### DATASET EXCERPTS ###

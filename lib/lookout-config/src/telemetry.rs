//! Typed telemetry pipeline settings.

use std::path::PathBuf;
use std::time::Duration;

use lookout_error::GenericError;
use serde::Deserialize;

use crate::GenericConfiguration;

const fn default_batch_size() -> usize {
    100
}

const fn default_poll_interval_ms() -> u64 {
    5000
}

const fn default_pending_uploads_wait_secs() -> u64 {
    30
}

fn default_intake_url() -> String {
    "https://intake.lookout.dev/api/v1/batch".to_string()
}

const fn default_true() -> bool {
    true
}

/// Telemetry pipeline configuration.
///
/// All settings have defaults, so an empty environment yields a working configuration pointed at
/// the production intake endpoint.
#[derive(Clone, Debug, Deserialize)]
pub struct TelemetryConfiguration {
    /// Maximum number of events sent in one outbound request.
    ///
    /// Once this many events are buffered, a flush is triggered immediately instead of waiting for
    /// the next poll interval. Defaults to 100.
    #[serde(default = "default_batch_size")]
    batch_size: usize,

    /// Interval between timer-driven flushes of the event buffer, in milliseconds.
    ///
    /// Defaults to 5000.
    #[serde(default = "default_poll_interval_ms")]
    poll_interval_ms: u64,

    /// Maximum time to wait for in-flight screenshot uploads at shutdown, in seconds.
    ///
    /// Defaults to 30.
    #[serde(default = "default_pending_uploads_wait_secs")]
    pending_uploads_wait_secs: u64,

    /// URL of the analytics intake endpoint that event batches are POSTed to.
    #[serde(default = "default_intake_url")]
    intake_url: String,

    /// Directory where per-worker usage snapshots are persisted for the cross-worker merge.
    ///
    /// When unset, snapshots are not written.
    #[serde(default)]
    snapshot_dir: Option<PathBuf>,

    /// Per-kind emission toggles.
    #[serde(default)]
    enabled: EnabledEvents,
}

impl TelemetryConfiguration {
    /// Creates a new `TelemetryConfiguration` from the given configuration.
    pub fn from_configuration(config: &GenericConfiguration) -> Result<Self, GenericError> {
        Ok(config.as_typed()?)
    }

    /// Maximum number of events sent in one outbound request.
    pub fn batch_size(&self) -> usize {
        self.batch_size
    }

    /// Interval between timer-driven flushes of the event buffer.
    pub fn poll_interval(&self) -> Duration {
        Duration::from_millis(self.poll_interval_ms)
    }

    /// Maximum time to wait for in-flight screenshot uploads at shutdown.
    pub fn pending_uploads_wait(&self) -> Duration {
        Duration::from_secs(self.pending_uploads_wait_secs)
    }

    /// URL of the analytics intake endpoint.
    pub fn intake_url(&self) -> &str {
        &self.intake_url
    }

    /// Directory where per-worker usage snapshots are persisted, if any.
    pub fn snapshot_dir(&self) -> Option<&PathBuf> {
        self.snapshot_dir.as_ref()
    }

    /// Per-kind emission toggles.
    pub fn enabled(&self) -> &EnabledEvents {
        &self.enabled
    }
}

/// Controls which event kinds are emitted at all.
///
/// A disabled kind turns the corresponding dispatcher operation into a silent no-op: nothing is
/// counted and nothing is enqueued.
#[derive(Clone, Copy, Debug, Deserialize)]
pub struct EnabledEvents {
    /// Test lifecycle events.
    #[serde(default = "default_true")]
    pub test_events: bool,

    /// Hook lifecycle events.
    #[serde(default = "default_true")]
    pub hook_events: bool,

    /// Log events.
    #[serde(default = "default_true")]
    pub log_events: bool,

    /// Screenshot events.
    #[serde(default = "default_true")]
    pub screenshot_events: bool,

    /// Cross-browser-test session events.
    #[serde(default = "default_true")]
    pub cbt_session_events: bool,
}

impl Default for EnabledEvents {
    fn default() -> Self {
        Self {
            test_events: true,
            hook_events: true,
            log_events: true,
            screenshot_events: true,
            cbt_session_events: true,
        }
    }
}
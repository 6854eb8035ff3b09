//! Per-process usage aggregation and the cross-worker build report.

use serde_json::{json, Map, Value};

use super::{FeatureStats, FeatureUsage, SerializeShape};

/// Started/finished counter pair for one lifecycle event family.
#[derive(Clone, Debug, Default, PartialEq)]
pub struct LifecycleStats {
    started: FeatureStats,
    finished: FeatureStats,
}

impl LifecycleStats {
    /// Counters for start events.
    pub fn started(&self) -> &FeatureStats {
        &self.started
    }

    /// Mutable counters for start events.
    pub fn started_mut(&mut self) -> &mut FeatureStats {
        &mut self.started
    }

    /// Counters for finish events, grouped by outcome.
    pub fn finished(&self) -> &FeatureStats {
        &self.finished
    }

    /// Mutable counters for finish events.
    pub fn finished_mut(&mut self) -> &mut FeatureStats {
        &mut self.finished
    }

    fn merge(&mut self, other: &LifecycleStats) {
        self.started.merge(&other.started);
        self.finished.merge(&other.finished);
    }

    fn to_snapshot(&self) -> Value {
        json!({
            "started": self.started.to_json(SerializeShape::nested()),
            "finished": self.finished.to_json(SerializeShape::nested()),
        })
    }

    fn from_snapshot(value: Option<&Value>) -> Self {
        Self {
            started: FeatureStats::from_json(value.and_then(|v| v.get("started"))),
            finished: FeatureStats::from_json(value.and_then(|v| v.get("finished"))),
        }
    }

    /// Report form: start counters plain, finish counters split into an overview plus the
    /// per-outcome groups flattened beside it.
    fn to_report(&self) -> Value {
        let mut finished = Map::new();
        finished.insert("overview".to_string(), self.finished.to_json(SerializeShape::overview()));
        if let Value::Object(groups) = self.finished.to_json(SerializeShape::groups_only()) {
            finished.extend(groups);
        }

        json!({
            "started": self.started.to_json(SerializeShape::flat()),
            "finished": Value::Object(finished),
        })
    }
}

/// One-shot counters for the build start/stop handshake.
#[derive(Clone, Debug, Default, PartialEq)]
pub struct BuildUsage {
    started: FeatureUsage,
    finished: FeatureUsage,
}

impl BuildUsage {
    /// Counter for the build-start handshake.
    pub fn started(&self) -> &FeatureUsage {
        &self.started
    }

    /// Mutable counter for the build-start handshake.
    pub fn started_mut(&mut self) -> &mut FeatureUsage {
        &mut self.started
    }

    /// Counter for the build-stop handshake.
    pub fn finished(&self) -> &FeatureUsage {
        &self.finished
    }

    /// Mutable counter for the build-stop handshake.
    pub fn finished_mut(&mut self) -> &mut FeatureUsage {
        &mut self.finished
    }
}

/// Metadata attached to the build-level report.
#[derive(Clone, Debug, Default)]
pub struct ReportMetadata {
    /// Whether telemetry collection was enabled for the build.
    pub enabled: bool,

    /// Whether collection was toggled explicitly rather than defaulted.
    pub manually_set: bool,

    /// Opaque identifier of the build, as assigned by the intake service.
    pub build_hashed_id: Option<String>,
}

/// Per-process usage counters for every event kind the pipeline handles.
///
/// Each worker process owns one `UsageStats`. At process end the worker persists a snapshot; the
/// primary process folds all snapshots into its own counters and renders the build report.
#[derive(Clone, Debug, Default, PartialEq)]
pub struct UsageStats {
    test_events: LifecycleStats,
    hook_events: LifecycleStats,
    log_events: FeatureStats,
    cbt_session_events: FeatureStats,
    build_events: BuildUsage,
}

impl UsageStats {
    /// Creates a new, zeroed `UsageStats`.
    pub fn new() -> Self {
        Self::default()
    }

    /// Counters for test lifecycle events.
    pub fn test_events(&self) -> &LifecycleStats {
        &self.test_events
    }

    /// Mutable counters for test lifecycle events.
    pub fn test_events_mut(&mut self) -> &mut LifecycleStats {
        &mut self.test_events
    }

    /// Counters for hook lifecycle events.
    pub fn hook_events(&self) -> &LifecycleStats {
        &self.hook_events
    }

    /// Mutable counters for hook lifecycle events.
    pub fn hook_events_mut(&mut self) -> &mut LifecycleStats {
        &mut self.hook_events
    }

    /// Counters for log events, grouped by normalized log kind.
    pub fn log_events(&self) -> &FeatureStats {
        &self.log_events
    }

    /// Mutable counters for log events.
    pub fn log_events_mut(&mut self) -> &mut FeatureStats {
        &mut self.log_events
    }

    /// Counters for cross-browser-test session events.
    pub fn cbt_session_events(&self) -> &FeatureStats {
        &self.cbt_session_events
    }

    /// Mutable counters for cross-browser-test session events.
    pub fn cbt_session_events_mut(&mut self) -> &mut FeatureStats {
        &mut self.cbt_session_events
    }

    /// One-shot counters for the build handshake. Only the primary process marks these.
    pub fn build_events(&self) -> &BuildUsage {
        &self.build_events
    }

    /// Mutable one-shot counters for the build handshake.
    pub fn build_events_mut(&mut self) -> &mut BuildUsage {
        &mut self.build_events
    }

    /// Folds `other`'s event counters into `self`.
    ///
    /// Build handshake counters are not merged: the handshake happens once, in the primary
    /// process, and worker snapshots never carry it.
    pub fn merge(&mut self, other: &UsageStats) {
        self.test_events.merge(&other.test_events);
        self.hook_events.merge(&other.hook_events);
        self.log_events.merge(&other.log_events);
        self.cbt_session_events.merge(&other.cbt_session_events);
    }

    /// Renders the lossless snapshot one worker persists at process end.
    pub fn to_worker_snapshot(&self) -> Value {
        json!({
            "testEvents": self.test_events.to_snapshot(),
            "hookEvents": self.hook_events.to_snapshot(),
            "logEvents": self.log_events.to_json(SerializeShape::nested()),
            "cbtSessionEvents": self.cbt_session_events.to_json(SerializeShape::nested()),
        })
    }

    /// Reconstructs a worker's counters from its persisted snapshot.
    ///
    /// Absent or malformed sections deserialize as zeroed counters, so a partial snapshot merges
    /// as a partial contribution rather than an error.
    pub fn from_worker_snapshot(value: &Value) -> Self {
        Self {
            test_events: LifecycleStats::from_snapshot(value.get("testEvents")),
            hook_events: LifecycleStats::from_snapshot(value.get("hookEvents")),
            log_events: FeatureStats::from_json(value.get("logEvents")),
            cbt_session_events: FeatureStats::from_json(value.get("cbtSessionEvents")),
            build_events: BuildUsage::default(),
        }
    }

    /// Folds every worker snapshot into `self`, building the final aggregate.
    pub fn add_data_from_workers<'a>(&mut self, snapshots: impl IntoIterator<Item = &'a Value>) {
        for snapshot in snapshots {
            let worker = Self::from_worker_snapshot(snapshot);
            self.merge(&worker);
        }
    }

    /// Renders the build-level report.
    pub fn to_build_report(&self, metadata: &ReportMetadata) -> Value {
        json!({
            "testEvents": self.test_events.to_report(),
            "hookEvents": self.hook_events.to_report(),
            "logEvents": self.log_events.to_json(SerializeShape::flat()),
            "cbtSessionEvents": self.cbt_session_events.to_json(SerializeShape::flat()),
            "buildEvents": {
                "started": self.build_events.started.to_json(),
                "finished": self.build_events.finished.to_json(),
            },
            "enabled": metadata.enabled,
            "manuallySet": metadata.manually_set,
            "buildHashedId": metadata.build_hashed_id,
        })
    }
}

###

* AIM OF THE TASK *
Please show every line of the entries above that contains the word "persisted".

* OUTPUT OF THE EXERCISE *
    /// Directory where per-worker usage snapshots are persisted for the cross-worker merge.
    /// Directory where per-worker usage snapshots are persisted, if any.
    /// Reconstructs a worker's counters from its persisted snapshot.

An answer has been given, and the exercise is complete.